WHAT IS BEING ASKED: Return the records below exactly, leaving nothing out.

SOURCE RECORDS:
• • • • • • •
/// The coercion an explicit cast from `t1` to `t2` needs, or `None` when
/// the cast is illegal.
pub fn castable(ctx: &Ctx, te: &Tenv, t1: &Ty, t2: &Ty) -> Option<Coercion> {
    if unify(ctx, t1, t2) {
        return Some(Coercion::NoCoercion);
    }
    if is_arithmetic(t1) && is_arithmetic(t2) {
        return Some(Coercion::Other);
    }
    let (c1, c2) = (compress(t1), compress(t2));
    match (&*c1, &*c2) {
        (Type::Pointer(p1), Type::Pointer(p2)) => {
            let n1 = conref_def(true, &p1.atts.nullable);
            let n2 = conref_def(true, &p2.atts.nullable);
            let elts_ok = unify(ctx, &p1.elt, &p2.elt)
                || (super::is_bits_only(&p1.elt) && super::is_bits_only(&p2.elt))
                || matches!(&*compress(&p2.elt), Type::Void);
            let rgn_ok = unify(ctx, &p1.atts.rgn, &p2.atts.rgn)
                || te.region_outlives(&p1.atts.rgn, &p2.atts.rgn);
            if !elts_ok || !rgn_ok {
                return None;
            }
            Some(if n1 && !n2 {
                Coercion::NullCheck
            } else {
                Coercion::Other
            })
        }
        // Thin pointers may be viewed as integers.
        (Type::Pointer(_), Type::Int(_, IntSize::Int | IntSize::Long))
            if super::is_thin_pointer(&c1) =>
        {
            Some(Coercion::Other)
        }
        (Type::Datatype(_), Type::Datatype(_)) | (Type::DatatypeField(_), Type::Datatype(_)) => {
            subtype(ctx, te, &[], &c1, &c2).then_some(Coercion::NoCoercion)
        }
        _ => None,
    }
}

/// Structural subtyping. `assume` lists pairs already taken to be related,
/// which cuts recursion through aggregate types.
pub fn subtype(ctx: &Ctx, te: &Tenv, assume: &[(Ty, Ty)], t1: &Ty, t2: &Ty) -> bool {
    if typecmp(t1, t2) {
        return true;
    }
    if assume
        .iter()
        .any(|(a, b)| typecmp(a, t1) && typecmp(b, t2))
    {
        return true;
    }
    let (c1, c2) = (compress(t1), compress(t2));
    match (&*c1, &*c2) {
        (Type::Pointer(p1), Type::Pointer(p2)) => {
            if !p1.elt_tq.leq(p2.elt_tq) {
                return false;
            }
            // Non-null may be used as nullable, never the reverse.
            let n1 = conref_def(true, &p1.atts.nullable);
            let n2 = conref_def(true, &p2.atts.nullable);
            if n1 && !n2 {
                return false;
            }
            let bounds_ok = match (
                conref_def(Bounds::Upper(1), &p1.atts.bounds),
                conref_def(Bounds::Upper(1), &p2.atts.bounds),
            ) {
                (Bounds::Fat, Bounds::Fat) => true,
                (Bounds::Upper(a), Bounds::Upper(b)) => a >= b,
                _ => false,
            };
            if !bounds_ok
                || conref_def(false, &p1.atts.zero_term) != conref_def(false, &p2.atts.zero_term)
            {
                return false;
            }
            if !(unify(ctx, &p1.atts.rgn, &p2.atts.rgn)
                || te.region_outlives(&p1.atts.rgn, &p2.atts.rgn))
            {
                return false;
            }
            let mut assume = assume.to_vec();
            assume.push((c1.clone(), c2.clone()));
            // Element types may only vary under a const view.
            if p2.elt_tq.is_const {
                subtype(ctx, te, &assume, &p1.elt, &p2.elt)
            } else {
                unify(ctx, &p1.elt, &p2.elt)
            }
        }
        (Type::Tuple(ts1), Type::Tuple(ts2)) => {
            // A longer tuple may be viewed through a prefix.
            ts1.len() >= ts2.len()
                && ts1.iter().zip(ts2).all(|((q1, a), (q2, b))| {
                    q1 == q2 && (q2.is_const && subtype(ctx, te, assume, a, b) || unify(ctx, a, b))
                })
        }
        (Type::DatatypeField(f), Type::Datatype(d)) => {
            let parent = match &*f.field.borrow() {
                strata_ast::DatatypeFieldRef::Known(w, _) => w.upgrade(),
                strata_ast::DatatypeFieldRef::Unknown { .. } => None,
            };
            match (parent, d.decl()) {
                (Some(p), Some(q)) if Rc::ptr_eq(&p, &q) => {
                    f.targs.len() == d.targs.len()
                        && f.targs.iter().zip(&d.targs).all(|(a, b)| unify(ctx, a, b))
                }
                _ => false,
            }
        }
        _ => unify(ctx, &c1, &c2),
    }
}

fn narrower(t1: &Ty, t2: &Ty) -> bool {
    arith_rank(t2) < arith_rank(t1)
}

/// Makes `e` usable where a `t2` is expected, inserting a cast when a
/// conversion is needed. Returns `false` when no conversion exists; the
/// caller reports the type error.
pub fn coerce_use(ctx: &Ctx, te: &Tenv, e: &ExpRef, t2: &Ty) -> bool {
    let Some(t1) = e.ty() else {
        impos("coercing an expression that was never typed")
    };
    if unify(ctx, &t1, t2) {
        return true;
    }
    let (c1, c2) = (compress(&t1), compress(t2));
    if is_arithmetic(&c1) && is_arithmetic(&c2) {
        if narrower(&c1, &c2) {
            ctx.warn(e.span, format!("implicit cast to shorter type {c2}"));
        }
        insert_cast(e, &c2, Coercion::Other);
        return true;
    }
    if is_zero(e) && is_pointer_type(&c2) {
        if is_nullable_pointer(&c2) {
            insert_cast(e, &c2, Coercion::NoCoercion);
            return true;
        }
        return false;
    }
    match (&*c1, &*c2) {
        (Type::Pointer(p1), Type::Pointer(p2)) => coerce_pointer(ctx, te, e, p1, p2, &c2),
        _ => false,
    }
}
• • • • • • •
WRITTEN REPLY:
/// The coercion an explicit cast from `t1` to `t2` needs, or `None` when
/// the cast is illegal.
pub fn castable(ctx: &Ctx, te: &Tenv, t1: &Ty, t2: &Ty) -> Option<Coercion> {
    if unify(ctx, t1, t2) {
        return Some(Coercion::NoCoercion);
    }
    if is_arithmetic(t1) && is_arithmetic(t2) {
        return Some(Coercion::Other);
    }
    let (c1, c2) = (compress(t1), compress(t2));
    match (&*c1, &*c2) {
        (Type::Pointer(p1), Type::Pointer(p2)) => {
            let n1 = conref_def(true, &p1.atts.nullable);
            let n2 = conref_def(true, &p2.atts.nullable);
            let elts_ok = unify(ctx, &p1.elt, &p2.elt)
                || (super::is_bits_only(&p1.elt) && super::is_bits_only(&p2.elt))
                || matches!(&*compress(&p2.elt), Type::Void);
            let rgn_ok = unify(ctx, &p1.atts.rgn, &p2.atts.rgn)
                || te.region_outlives(&p1.atts.rgn, &p2.atts.rgn);
            if !elts_ok || !rgn_ok {
                return None;
            }
            Some(if n1 && !n2 {
                Coercion::NullCheck
            } else {
                Coercion::Other
            })
        }
        // Thin pointers may be viewed as integers.
        (Type::Pointer(_), Type::Int(_, IntSize::Int | IntSize::Long))
            if super::is_thin_pointer(&c1) =>
        {
            Some(Coercion::Other)
        }
        (Type::Datatype(_), Type::Datatype(_)) | (Type::DatatypeField(_), Type::Datatype(_)) => {
            subtype(ctx, te, &[], &c1, &c2).then_some(Coercion::NoCoercion)
        }
        _ => None,
    }
}

/// Structural subtyping. `assume` lists pairs already taken to be related,
/// which cuts recursion through aggregate types.
pub fn subtype(ctx: &Ctx, te: &Tenv, assume: &[(Ty, Ty)], t1: &Ty, t2: &Ty) -> bool {
    if typecmp(t1, t2) {
        return true;
    }
    if assume
        .iter()
        .any(|(a, b)| typecmp(a, t1) && typecmp(b, t2))
    {
        return true;
    }
    let (c1, c2) = (compress(t1), compress(t2));
    match (&*c1, &*c2) {
        (Type::Pointer(p1), Type::Pointer(p2)) => {
            if !p1.elt_tq.leq(p2.elt_tq) {
                return false;
            }
            // Non-null may be used as nullable, never the reverse.
            let n1 = conref_def(true, &p1.atts.nullable);
            let n2 = conref_def(true, &p2.atts.nullable);
            if n1 && !n2 {
                return false;
            }
            let bounds_ok = match (
                conref_def(Bounds::Upper(1), &p1.atts.bounds),
                conref_def(Bounds::Upper(1), &p2.atts.bounds),
            ) {
                (Bounds::Fat, Bounds::Fat) => true,
                (Bounds::Upper(a), Bounds::Upper(b)) => a >= b,
                _ => false,
            };
            if !bounds_ok
                || conref_def(false, &p1.atts.zero_term) != conref_def(false, &p2.atts.zero_term)
            {
                return false;
            }
            if !(unify(ctx, &p1.atts.rgn, &p2.atts.rgn)
                || te.region_outlives(&p1.atts.rgn, &p2.atts.rgn))
            {
                return false;
            }
            let mut assume = assume.to_vec();
            assume.push((c1.clone(), c2.clone()));
            // Element types may only vary under a const view.
            if p2.elt_tq.is_const {
                subtype(ctx, te, &assume, &p1.elt, &p2.elt)
            } else {
                unify(ctx, &p1.elt, &p2.elt)
            }
        }
        (Type::Tuple(ts1), Type::Tuple(ts2)) => {
            // A longer tuple may be viewed through a prefix.
            ts1.len() >= ts2.len()
                && ts1.iter().zip(ts2).all(|((q1, a), (q2, b))| {
                    q1 == q2 && (q2.is_const && subtype(ctx, te, assume, a, b) || unify(ctx, a, b))
                })
        }
        (Type::DatatypeField(f), Type::Datatype(d)) => {
            let parent = match &*f.field.borrow() {
                strata_ast::DatatypeFieldRef::Known(w, _) => w.upgrade(),
                strata_ast::DatatypeFieldRef::Unknown { .. } => None,
            };
            match (parent, d.decl()) {
                (Some(p), Some(q)) if Rc::ptr_eq(&p, &q) => {
                    f.targs.len() == d.targs.len()
                        && f.targs.iter().zip(&d.targs).all(|(a, b)| unify(ctx, a, b))
                }
                _ => false,
            }
        }
        _ => unify(ctx, &c1, &c2),
    }
}

fn narrower(t1: &Ty, t2: &Ty) -> bool {
    arith_rank(t2) < arith_rank(t1)
}

/// Makes `e` usable where a `t2` is expected, inserting a cast when a
/// conversion is needed. Returns `false` when no conversion exists; the
/// caller reports the type error.
pub fn coerce_use(ctx: &Ctx, te: &Tenv, e: &ExpRef, t2: &Ty) -> bool {
    let Some(t1) = e.ty() else {
        impos("coercing an expression that was never typed")
    };
    if unify(ctx, &t1, t2) {
        return true;
    }
    let (c1, c2) = (compress(&t1), compress(t2));
    if is_arithmetic(&c1) && is_arithmetic(&c2) {
        if narrower(&c1, &c2) {
            ctx.warn(e.span, format!("implicit cast to shorter type {c2}"));
        }
        insert_cast(e, &c2, Coercion::Other);
        return true;
    }
    if is_zero(e) && is_pointer_type(&c2) {
        if is_nullable_pointer(&c2) {
            insert_cast(e, &c2, Coercion::NoCoercion);
            return true;
        }
        return false;
    }
    match (&*c1, &*c2) {
        (Type::Pointer(p1), Type::Pointer(p2)) => coerce_pointer(ctx, te, e, p1, p2, &c2),
        _ => false,
    }
}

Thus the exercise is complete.